What we learned from design partners

We started Epilude with a hypothesis: voice input could eliminate the bottleneck between thinking and writing. What we didn't know was what people actually needed from it. Existing dictation tools answered that question clearly, by getting it wrong.

The consistent feedback from early users fell into three categories.

"I need my words, not yours." Every design partner who had tried other voice tools reported the same frustration. The tool would rephrase what they said. Casual language got smoothed into corporate tone. Direct sentences got padded with filler. The output didn't sound like them, so they stopped using it. The lesson was unambiguous: format the text, don't rewrite it.

"It needs to be invisible." Not another app to switch to. Not a separate window. Design partners wanted to hold a key, speak, and see the text appear right where they were working. No context switching. No copy-paste. The tool should disappear into the workflow they already have.

"It has to work everywhere." Not just in one app. Not just in a browser. In Slack, Gmail, VS Code, Cursor, Notion, Terminal, iMessage, wherever the cursor happens to be. Switching between a dictation app and a work app is enough friction to kill the habit.

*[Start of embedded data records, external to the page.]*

use chrono::{DateTime, Utc};
use std::time::Duration;

pub const DEFAULT_MIN_UPDATE_INTERVAL: Duration = Duration::from_secs(5 * 60);

/// Minimum-interval gate for fetches triggered by continuous location updates.
///
/// Starts at the epoch, so the first fix is always accepted. The timestamp is
/// advanced on acceptance, not on fetch success: a failed fetch waits out the
/// full interval like a successful one.
#[derive(Debug, Clone)]
pub struct LocationThrottle {
    last_accepted_millis: i64,
    min_interval_millis: i64,
}

impl Default for LocationThrottle {
    fn default() -> Self {
        Self::new(DEFAULT_MIN_UPDATE_INTERVAL)
    }
}

impl LocationThrottle {
    pub fn new(min_interval: Duration) -> Self {
        Self {
            last_accepted_millis: 0,
            min_interval_millis: i64::try_from(min_interval.as_millis()).unwrap_or(i64::MAX),
        }
    }

    pub fn should_accept(&self, now: DateTime<Utc>) -> bool {
        now.timestamp_millis().saturating_sub(self.last_accepted_millis) >= self.min_interval_millis
    }

    pub fn mark_accepted(&mut self, now: DateTime<Utc>) {
        self.last_accepted_millis = now.timestamp_millis();
    }

    /// `should_accept` and, if it passes, `mark_accepted`.
    pub fn try_accept(&mut self, now: DateTime<Utc>) -> bool {
        let accepted = self.should_accept(now);
        if accepted {
            self.mark_accepted(now);
        }
        accepted
    }

    pub fn last_accepted_millis(&self) -> i64 {
        self.last_accepted_millis
    }
}
use anyhow::{Context, Result, anyhow};
use directories::ProjectDirs;
use serde::{Deserialize, Serialize};
use std::{fs, path::PathBuf, time::Duration};

use crate::{controller::ControllerSettings, sync::SyncSettings};

pub const DEFAULT_BASE_URL: &str = "https://api.weatherapi.com/";

/// Longest forecast the weatherapi.com forecast endpoint serves.
pub const MAX_FORECAST_DAYS: u8 = 14;

/// Environment variable that takes precedence over the stored API key.
pub const API_KEY_ENV: &str = "WEATHER_API_KEY";

/// Top-level configuration stored on disk.
///
/// Example TOML:
/// ```toml
/// api_key = "..."
/// forecast_days = 3
/// ```
#[derive(Debug, Clone, PartialEq, Serialize, Deserialize)]
#[serde(default)]
pub struct Config {
    /// weatherapi.com credential.
    pub api_key: Option<String>,
    pub base_url: String,
    pub forecast_days: u8,
    pub request_timeout_secs: u64,
    /// Snapshots older than this are purged.
    pub cache_retention_secs: u64,
    /// Minimum gap between fetches triggered by location updates.
    pub min_update_interval_secs: u64,
    pub location_timeout_secs: u64,
    /// Overrides the platform data directory location of the cache database.
    pub database_path: Option<PathBuf>,
}

impl Default for Config {
    fn default() -> Self {
        Self {
            api_key: None,
            base_url: DEFAULT_BASE_URL.to_string(),
            forecast_days: 5,
            request_timeout_secs: 10,
            cache_retention_secs: 60 * 60,
            min_update_interval_secs: 5 * 60,
            location_timeout_secs: 15,
            database_path: None,
        }
    }
}

impl Config {
    /// Load config from disk, or return defaults if it doesn't exist yet.
    /// `WEATHER_API_KEY` overrides the stored key.
    pub fn load() -> Result<Self> {
        let path = Self::config_file_path()?;
        let mut cfg = Self::load_from(&path)?;

        if let Ok(key) = std::env::var(API_KEY_ENV) {
            if !key.trim().is_empty() {
                cfg.api_key = Some(key.trim().to_string());
            }
        }

        Ok(cfg)
    }

    pub fn load_from(path: &std::path::Path) -> Result<Self> {
        if !path.exists() {
            // First run: no config file, return defaults.
            return Ok(Self::default());
        }

        let contents = fs::read_to_string(path)
            .with_context(|| format!("Failed to read config file: {}", path.display()))?;

        let cfg: Config = toml::from_str(&contents)
            .with_context(|| format!("Failed to parse config file: {}", path.display()))?;

        Ok(cfg)
    }

    /// Save config to disk, creating parent directories as needed.
    pub fn save(&self) -> Result<()> {
        self.save_to(&Self::config_file_path()?)
    }

    pub fn save_to(&self, path: &std::path::Path) -> Result<()> {
        if let Some(parent) = path.parent() {
            fs::create_dir_all(parent).with_context(|| {
                format!("Failed to create config directory: {}", parent.display())
            })?;
        }

        let toml =
            toml::to_string_pretty(self).context("Failed to serialize configuration to TOML")?;

        fs::write(path, toml)
            .with_context(|| format!("Failed to write config file: {}", path.display()))?;

        Ok(())
    }

    /// Path to the config file.
    pub fn config_file_path() -> Result<PathBuf> {
        Ok(project_dirs()?.config_dir().join("config.toml"))
    }

    /// Cache database location: the configured override or the platform data dir.
    pub fn database_path(&self) -> Result<PathBuf> {
        match &self.database_path {
            Some(path) => Ok(path.clone()),
            None => Ok(project_dirs()?.data_dir().join("weather.db")),
        }
    }

    /// Returns the API key, or an error telling the user how to set one.
    pub fn require_api_key(&self) -> Result<&str> {
        self.api_key.as_deref().filter(|k| !k.is_empty()).ok_or_else(|| {
            anyhow!(
                "No API key configured.\n\
                 Hint: run `weather configure` and enter your weatherapi.com key, \
                 or set {API_KEY_ENV}."
            )
        })
    }

    pub fn set_api_key(&mut self, api_key: String) {
        self.api_key = Some(api_key);
    }

    pub fn request_timeout(&self) -> Duration {
        Duration::from_secs(self.request_timeout_secs)
    }

    pub fn sync_settings(&self) -> SyncSettings {
        SyncSettings {
            forecast_days: self.forecast_days,
            retention: Duration::from_secs(self.cache_retention_secs),
        }
    }

    pub fn controller_settings(&self) -> ControllerSettings {
        ControllerSettings {
            min_update_interval: Duration::from_secs(self.min_update_interval_secs),
            location_timeout: Duration::from_secs(self.location_timeout_secs),
        }
    }
}

fn project_dirs() -> Result<ProjectDirs> {
    ProjectDirs::from("dev", "weather-task", "weather-cli")
        .ok_or_else(|| anyhow!("Could not determine platform config directory"))
}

These three requirements shaped every technical decision we made.

How Epilude works

The interaction is simple. Hold a hotkey, speak naturally, release. Formatted text appears at your cursor in roughly one second. It works in any text field on your Mac, across over 100 apps.

Under the surface, four things happen in sequence:

  • Audio capture records your speech while the hotkey is held
  • Transcription converts speech to text in real time
  • Smart Formatting applies rule-based processing for spoken cues like "comma," "new paragraph," and "list," and removes filler words like "um" and "uh"
  • Auto-Edits runs a single AI pass that cleans up punctuation, capitalization, and structure without changing your words

The result is text that reads like you sat down and carefully typed it. Except you said it in a fraction of the time.

What this looks like in practice

Clearing your inbox. Open your email client, hold the hotkey, speak your reply, release. A polished response inserts directly. At roughly 180 words per minute, nearly four times average typing speed, you process email at a pace that previously required cutting corners on quality.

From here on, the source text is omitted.